(CBS News) An African mouse with skin regeneration properties may hold the key to scar-free procedures for humans.
The African spiny mouse is known for its ability to allow its skin to rip off its tail when being grabbed by predators because it can regenerate the missing bits. But, what scientists discovered was this ability extended to the entire mouse's body and that the skin could look exactly as it did before, right down to regrowing the exact hair color at the site of the injury.
"These guys had been known to lose their tail, but no one had ever reported on skin dislodging from their body," study author Dr. Ashley W. Seifert, a postdoctoral fellow at the University of Florida, said to Discovery News.

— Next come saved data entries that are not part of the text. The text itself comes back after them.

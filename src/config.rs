use std::env;
use std::net::SocketAddr;
use std::path::PathBuf;

use crate::schema::ValidationMode;

/// URL scheme selecting the process-local document store.
pub const MEMORY_STORE_URL: &str = "memory://";

#[derive(Debug, Clone)]
pub struct Config {
    pub database_url: Option<String>,
    /// `DATABASE_URL` itself was set, as opposed to a URL assembled from `DB_*`
    pub database_url_from_env: bool,
    pub database_name: Option<String>,
    pub host: String,
    pub port: u16,
    pub max_connections: u32,
    pub max_list_limit: u32,
    pub validation_mode: ValidationMode,
    pub cors_allowed_origins: Vec<String>,
    pub log_dir: Option<PathBuf>,
}

impl Default for Config {
    fn default() -> Self {
        Self {
            database_url: None,
            database_url_from_env: false,
            database_name: None,
            host: "0.0.0.0".to_string(),
            port: 8000,
            max_connections: 10,
            max_list_limit: 1000,
            validation_mode: ValidationMode::Permissive,
            cors_allowed_origins: vec!["*".to_string()],
            log_dir: None,
        }
    }
}

impl Config {
    pub fn from_env() -> anyhow::Result<Self> {
        Self::from_lookup(|key| env::var(key).ok())
    }

    /// Builds the config from an arbitrary key lookup so tests don't touch the
    /// process environment.
    pub fn from_lookup<F>(lookup: F) -> anyhow::Result<Self>
    where
        F: Fn(&str) -> Option<String>,
    {
        let defaults = Config::default();
        let var = |key: &str| lookup(key).filter(|v| !v.trim().is_empty());

        // DATABASE_URL wins; otherwise assemble one from DB_* parts when a host is given
        let database_url_from_env = var("DATABASE_URL").is_some();
        let database_url = match var("DATABASE_URL") {
            Some(url) => Some(url),
            None => var("DB_HOST").map(|db_host| {
                let db_port = var("DB_PORT").unwrap_or_else(|| "5432".to_string());
                let db_user = var("DB_USER").unwrap_or_else(|| "postgres".to_string());
                let db_password = var("DB_PASSWORD").unwrap_or_default();

                // URL-encode password to handle special characters
                let encoded_password = urlencoding::encode(&db_password);

                format!(
                    "postgres://{}:{}@{}:{}/postgres",
                    db_user, encoded_password, db_host, db_port
                )
            }),
        };

        let database_name = var("DATABASE_NAME");

        let host = var("HOST").unwrap_or(defaults.host);

        let port = var("PORT")
            .and_then(|p| p.parse().ok())
            .unwrap_or(defaults.port);

        let max_connections = var("MAX_CONNECTIONS")
            .and_then(|v| v.parse().ok())
            .filter(|v| *v > 0)
            .unwrap_or(defaults.max_connections);

        let max_list_limit = var("MAX_LIST_LIMIT")
            .and_then(|v| v.parse().ok())
            .unwrap_or(defaults.max_list_limit);

        let validation_mode = match var("STRICT_ENUMS") {
            Some(v) if parse_bool(&v) => ValidationMode::Strict,
            _ => ValidationMode::Permissive,
        };

        let cors_allowed_origins = var("CORS_ALLOWED_ORIGINS")
            .map(|s| {
                s.split(',')
                    .map(str::trim)
                    .filter(|o| !o.is_empty())
                    .map(str::to_string)
                    .collect::<Vec<_>>()
            })
            .filter(|origins| !origins.is_empty())
            .unwrap_or(defaults.cors_allowed_origins);

        let log_dir = var("LOG_DIR").map(PathBuf::from);

        Ok(Config {
            database_url,
            database_url_from_env,
            database_name,
            host,
            port,
            max_connections,
            max_list_limit,
            validation_mode,
            cors_allowed_origins,
            log_dir,
        })
    }

    pub fn socket_addr(&self) -> anyhow::Result<SocketAddr> {
        let addr = format!("{}:{}", self.host, self.port);
        addr.parse().map_err(|e| anyhow::anyhow!("Invalid socket address: {}", e))
    }

    pub fn uses_memory_store(&self) -> bool {
        self.database_url.as_deref() == Some(MEMORY_STORE_URL)
    }

    /// Connection URL with the path replaced by `DATABASE_NAME` when one is set.
    pub fn resolved_database_url(&self) -> anyhow::Result<Option<String>> {
        let Some(base_url) = self.database_url.as_deref() else {
            return Ok(None);
        };

        let Some(db_name) = self.database_name.as_deref() else {
            return Ok(Some(base_url.to_string()));
        };

        // Find the slash that starts the path, after the scheme's "//"
        let authority_start = base_url
            .find("://")
            .map(|i| i + 3)
            .ok_or_else(|| anyhow::anyhow!("Invalid DATABASE_URL format: {}", base_url))?;

        let (base, query) = match base_url.find('?') {
            Some(q) => (&base_url[..q], &base_url[q..]),
            None => (base_url, ""),
        };

        let host_part = match base[authority_start..].find('/') {
            Some(slash) => &base[..authority_start + slash],
            None => base,
        };

        Ok(Some(format!("{}/{}{}", host_part, db_name, query)))
    }
}

fn parse_bool(value: &str) -> bool {
    matches!(
        value.trim().to_ascii_lowercase().as_str(),
        "1" | "true" | "yes" | "on"
    )
}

Regeneration typically happens in amphibians, but the fact that this mouse is a mammal means that there can be future applications for people. And, unlike amphibians which "break" their body parts at certain points that allow for regeneration, the mouse's skin is all one piece just like a humans. It can tear at any point and be replaced.
"This study shows that mammals as a group may in fact have higher regenerative abilities then they are given credit for," Seifert said to the BBC.
The secret to the mice's success is their extremely thin skin. The skin has a higher number of hair follicles, which makes it less connected and easier to tear. Compared to a regular house mouse's skin, it takes 77 percent less energy to create a lesion on the African spiny mouse. Moreover, they can lose up to 60 percent of the skin on their back if necessary to get away from a predator.
What also makes the spiny mouse so special is its healing factor. It only takes three days to cover a wound over with new skin, and their wounds stop bleeding and scab relatively quickly. A wound can shrink up to 64 percent in one day.
However, instead of using a substance to cover their wounds called collagen I, which creates scars, the spiny mouse uses collagen III, which can create new, normal tissue. This process, called re-epithelialization, allows the mouse to completely replace lost skin cells.
To further test the effect of re-epithelialization, the researchers punched holes in the mice's ears. Normally, when humans or other mice have their ears pierced, it leads to scarring and a semi-permanent hole. But, for the spiny mice, they formed a bundle of stem cells called a blastema that could replace what was missing. The holes completely closed, and the wound was replaced new cartilage, skin, hair and other tissues.
Scientists want to further examine the mice's regenerative properties as well as any immune system benefits they may have that can help prevent infection.
"These studies suggest that the pathways leading to regeneration, at least of the skin, that are normally associated with amphibians are also accessible in mammals." Elly Tanaka, professor of Animal Models of Regeneration at the DFG Research Center for Regenerative Therapies in the Technical University of Dresden, said in her commentary of the study.
The results were published online in Nature on Sept. 26.